Victoria Road, the main shopping street of Cleveleys, was originally called Ramper Road, this name came from ramparts or banks enclosing the marshland. Gravel from the beach was used in the making of the first road which led over Thornton Marsh and was orderd by the Marsh Act Award in 1805. Ramper Road was re-named Victoria Road at the time of the Queens Jubilee.
An old resident recalled that in 1909, when rates were less than 5/- in the pound, Victoria Square was offered at 2/6 a square yard. It then contained only a confectioners shop and a tea garden over which towered a pear tree. The same land sold in 1939 for £5 a square yard.
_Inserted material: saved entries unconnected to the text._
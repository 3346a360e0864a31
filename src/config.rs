/// Configuration management for the VidTube core
use crate::{
    error::{ApiError, ApiResult},
    session::parse_same_site,
};
use serde::{Deserialize, Serialize};
use std::env;
use std::path::PathBuf;

/// Main server configuration
#[derive(Debug, Clone, Serialize, Deserialize)]
pub struct ServerConfig {
    pub service: ServiceConfig,
    pub storage: StorageConfig,
    pub authentication: AuthConfig,
    pub session: SessionConfig,
    pub logging: LoggingConfig,
}

/// Service-level configuration
#[derive(Debug, Clone, Serialize, Deserialize)]
pub struct ServiceConfig {
    pub host: String,
    pub port: u16,
    /// Origins allowed to send credentialed (cookie) requests
    pub cors_origins: Vec<String>,
    pub media_upload_limit: usize,
}

/// Storage configuration
#[derive(Debug, Clone, Serialize, Deserialize)]
pub struct StorageConfig {
    pub data_directory: PathBuf,
    pub database_path: PathBuf,
    pub media_directory: PathBuf,
}

/// Token and password hashing configuration
#[derive(Debug, Clone, Serialize, Deserialize)]
pub struct AuthConfig {
    pub access_token_secret: String,
    pub access_token_expiry_minutes: i64,
    pub refresh_token_secret: String,
    pub refresh_token_expiry_days: i64,
    pub password_hash: PasswordHashConfig,
}

/// Argon2id cost parameters
#[derive(Debug, Clone, Serialize, Deserialize)]
pub struct PasswordHashConfig {
    pub memory_kib: u32,
    pub iterations: u32,
    pub parallelism: u32,
}

impl Default for PasswordHashConfig {
    fn default() -> Self {
        // OWASP minimum for Argon2id; verifies in well under 100ms
        Self {
            memory_kib: 19 * 1024,
            iterations: 2,
            parallelism: 1,
        }
    }
}

/// Cookie attributes for the session transport
#[derive(Debug, Clone, Serialize, Deserialize)]
pub struct SessionConfig {
    pub secure_cookies: bool,
    /// One of "strict", "lax" or "none"
    pub same_site: String,
}

/// Logging configuration
#[derive(Debug, Clone, Serialize, Deserialize)]
pub struct LoggingConfig {
    pub level: String,
}

/// Longest accepted access token lifetime (one week)
pub const MAX_ACCESS_TOKEN_EXPIRY_MINUTES: i64 = 7 * 24 * 60;
/// Longest accepted refresh token lifetime (one year)
pub const MAX_REFRESH_TOKEN_EXPIRY_DAYS: i64 = 365;

/// Parse `key` when set, else use `default`. A set but malformed value is an error.
fn env_or<T: std::str::FromStr>(key: &str, default: T) -> ApiResult<T> {
    match env::var(key) {
        Ok(value) => parse_value(key, &value),
        Err(_) => Ok(default),
    }
}

fn parse_value<T: std::str::FromStr>(key: &str, value: &str) -> ApiResult<T> {
    value
        .trim()
        .parse()
        .map_err(|_| ApiError::Validation(format!("Invalid value for {}: {:?}", key, value)))
}

impl ServerConfig {
    /// Load configuration from environment variables
    pub fn from_env() -> ApiResult<Self> {
        dotenv::dotenv().ok();

        let host = env::var("VIDTUBE_HOST").unwrap_or_else(|_| "127.0.0.1".to_string());
        let port = env_or("VIDTUBE_PORT", 8000)?;
        let cors_origins = env::var("VIDTUBE_CORS_ORIGINS")
            .unwrap_or_else(|_| "http://localhost:3000".to_string())
            .split(',')
            .map(|s| s.trim().to_string())
            .filter(|s| !s.is_empty())
            .collect::<Vec<String>>();
        let media_upload_limit = env_or("VIDTUBE_MEDIA_UPLOAD_LIMIT", 100 * 1024 * 1024)?;

        let data_directory: PathBuf = env::var("VIDTUBE_DATA_DIRECTORY")
            .unwrap_or_else(|_| "./data".to_string())
            .into();
        let database_path = env::var("VIDTUBE_DATABASE_PATH")
            .map(PathBuf::from)
            .unwrap_or_else(|_| data_directory.join("vidtube.sqlite"));
        let media_directory = env::var("VIDTUBE_MEDIA_DIRECTORY")
            .map(PathBuf::from)
            .unwrap_or_else(|_| data_directory.join("media"));

        let access_token_secret = env::var("VIDTUBE_ACCESS_TOKEN_SECRET")
            .map_err(|_| ApiError::Validation("Access token secret required".to_string()))?;
        let refresh_token_secret = env::var("VIDTUBE_REFRESH_TOKEN_SECRET")
            .map_err(|_| ApiError::Validation("Refresh token secret required".to_string()))?;
        let access_token_expiry_minutes = env_or("VIDTUBE_ACCESS_TOKEN_EXPIRY_MINUTES", 15)?;
        let refresh_token_expiry_days = env_or("VIDTUBE_REFRESH_TOKEN_EXPIRY_DAYS", 10)?;

        let defaults = PasswordHashConfig::default();
        let password_hash = PasswordHashConfig {
            memory_kib: env_or("VIDTUBE_PASSWORD_HASH_MEMORY_KIB", defaults.memory_kib)?,
            iterations: env_or("VIDTUBE_PASSWORD_HASH_ITERATIONS", defaults.iterations)?,
            parallelism: env_or("VIDTUBE_PASSWORD_HASH_PARALLELISM", defaults.parallelism)?,
        };

        let secure_cookies = env_or("VIDTUBE_COOKIE_SECURE", true)?;
        let same_site = env::var("VIDTUBE_COOKIE_SAME_SITE")
            .unwrap_or_else(|_| "strict".to_string())
            .to_lowercase();

        let log_level = env::var("RUST_LOG").unwrap_or_else(|_| "info".to_string());

        Ok(ServerConfig {
            service: ServiceConfig {
                host,
                port,
                cors_origins,
                media_upload_limit,
            },
            storage: StorageConfig {
                data_directory,
                database_path,
                media_directory,
            },
            authentication: AuthConfig {
                access_token_secret,
                access_token_expiry_minutes,
                refresh_token_secret,
                refresh_token_expiry_days,
                password_hash,
            },
            session: SessionConfig {
                secure_cookies,
                same_site,
            },
            logging: LoggingConfig { level: log_level },
        })
    }

    /// Validate configuration
    pub fn validate(&self) -> ApiResult<()> {
        if self.service.host.is_empty() {
            return Err(ApiError::Validation("Host cannot be empty".to_string()));
        }

        let auth = &self.authentication;
        if auth.access_token_secret.len() < 32 || auth.refresh_token_secret.len() < 32 {
            return Err(ApiError::Validation(
                "Token secrets must be at least 32 characters".to_string(),
            ));
        }

        if auth.access_token_secret == auth.refresh_token_secret {
            return Err(ApiError::Validation(
                "Access and refresh token secrets must differ".to_string(),
            ));
        }

        if !(1..=MAX_ACCESS_TOKEN_EXPIRY_MINUTES).contains(&auth.access_token_expiry_minutes) {
            return Err(ApiError::Validation(format!(
                "Access token expiry must be between 1 and {} minutes",
                MAX_ACCESS_TOKEN_EXPIRY_MINUTES
            )));
        }

        if !(1..=MAX_REFRESH_TOKEN_EXPIRY_DAYS).contains(&auth.refresh_token_expiry_days) {
            return Err(ApiError::Validation(format!(
                "Refresh token expiry must be between 1 and {} days",
                MAX_REFRESH_TOKEN_EXPIRY_DAYS
            )));
        }

        parse_same_site(&self.session.same_site)?;

        Ok(())
    }

    /// Minimal configuration for unit tests (cheap hashing, insecure cookies)
    #[cfg(test)]
    pub fn for_tests() -> Self {
        ServerConfig {
            service: ServiceConfig {
                host: "localhost".to_string(),
                port: 8000,
                cors_origins: vec!["http://localhost:3000".to_string()],
                media_upload_limit: 1024 * 1024,
            },
            storage: StorageConfig {
                data_directory: PathBuf::from("./data"),
                database_path: PathBuf::from(":memory:"),
                media_directory: PathBuf::from("./data/media"),
            },
            authentication: AuthConfig {
                access_token_secret: "test-access-secret-for-testing-only-0001".to_string(),
                access_token_expiry_minutes: 15,
                refresh_token_secret: "test-refresh-secret-for-testing-only-0002".to_string(),
                refresh_token_expiry_days: 10,
                password_hash: PasswordHashConfig {
                    memory_kib: 1024,
                    iterations: 1,
                    parallelism: 1,
                },
            },
            session: SessionConfig {
                secure_cookies: true,
                same_site: "strict".to_string(),
            },
            logging: LoggingConfig {
                level: "debug".to_string(),
            },
        }
    }
}

#[cfg(test)]
mod tests {
    use super::*;

    #[test]
    fn test_valid_config() {
        assert!(ServerConfig::for_tests().validate().is_ok());
    }

    #[test]
    fn test_short_secret_rejected() {
        let mut config = ServerConfig::for_tests();
        config.authentication.access_token_secret = "short".to_string();
        assert!(config.validate().is_err());
    }

    #[test]
    fn test_shared_secret_rejected() {
        let mut config = ServerConfig::for_tests();
        config.authentication.refresh_token_secret =
            config.authentication.access_token_secret.clone();
        assert!(config.validate().is_err());
    }

    #[test]
    fn test_unknown_same_site_rejected() {
        let mut config = ServerConfig::for_tests();
        config.session.same_site = "sometimes".to_string();
        assert!(config.validate().is_err());

        config.session.same_site = "Lax".to_string();
        assert!(config.validate().is_ok());
    }

    #[test]
    fn test_token_expiry_bounds() {
        let mut config = ServerConfig::for_tests();
        config.authentication.refresh_token_expiry_days = 1_000_000_000_000;
        assert!(matches!(config.validate(), Err(ApiError::Validation(_))));

        let mut config = ServerConfig::for_tests();
        config.authentication.access_token_expiry_minutes = MAX_ACCESS_TOKEN_EXPIRY_MINUTES + 1;
        assert!(matches!(config.validate(), Err(ApiError::Validation(_))));

        let mut config = ServerConfig::for_tests();
        config.authentication.access_token_expiry_minutes = 0;
        assert!(matches!(config.validate(), Err(ApiError::Validation(_))));

        let mut config = ServerConfig::for_tests();
        config.authentication.access_token_expiry_minutes = MAX_ACCESS_TOKEN_EXPIRY_MINUTES;
        config.authentication.refresh_token_expiry_days = MAX_REFRESH_TOKEN_EXPIRY_DAYS;
        assert!(config.validate().is_ok());
    }

    #[test]
    fn test_malformed_values_rejected() {
        assert!(matches!(
            parse_value::<i64>("VIDTUBE_ACCESS_TOKEN_EXPIRY_MINUTES", "15m"),
            Err(ApiError::Validation(_))
        ));
        assert!(matches!(
            parse_value::<bool>("VIDTUBE_COOKIE_SECURE", "flase"),
            Err(ApiError::Validation(_))
        ));
        assert_eq!(
            parse_value::<i64>("VIDTUBE_ACCESS_TOKEN_EXPIRY_MINUTES", " 30 ").unwrap(),
            30
        );
        assert!(!parse_value::<bool>("VIDTUBE_COOKIE_SECURE", "false").unwrap());
    }

    #[test]
    fn test_unset_value_uses_default() {
        let value: u32 = env_or("VIDTUBE_TEST_UNSET_VARIABLE_FOR_DEFAULTS", 7).unwrap();
        assert_eq!(value, 7);
    }
}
And then back even further ..... Heading out about a mile into the sea in front of Rossall School was Singleton Thorp, the name Singleton being a derivation of Shingleton. In 1555 the sea surged inland and destroyed several villages, one of which was Singleton Thorp but the inhabitants or the bulk of them escaped and traced inland and settled in what is now Singleton Village. This was the end of the Forest of Amounderness, and farmers still find broken twigs from that surge in their fields today. The sea never retreated back to where it came from, and year of year the Fylde coast started to erode. There is still the evidence on the beach at Cleveleys of petrified forests when the tide goes out – what look like brown soggy deposits are actually the ends of tree stumps which were buried under the tide all those years ago.
In 1643 a Spanish Vessel came ashore at Rossall Beach. Both armies were after the prize, but as Cromwell’s army had to go round by Garstang and over Wyre where his supporters were, and Lord Derby being amongst friends was able to march right up to Layton Hawes and alongside the Fylde coast without any interference, therefore securing the Prize for the Royalists.
There is lots of history to be uncovered on this coast, most of which is accessible through the internet, if this small section has whetted your appetite!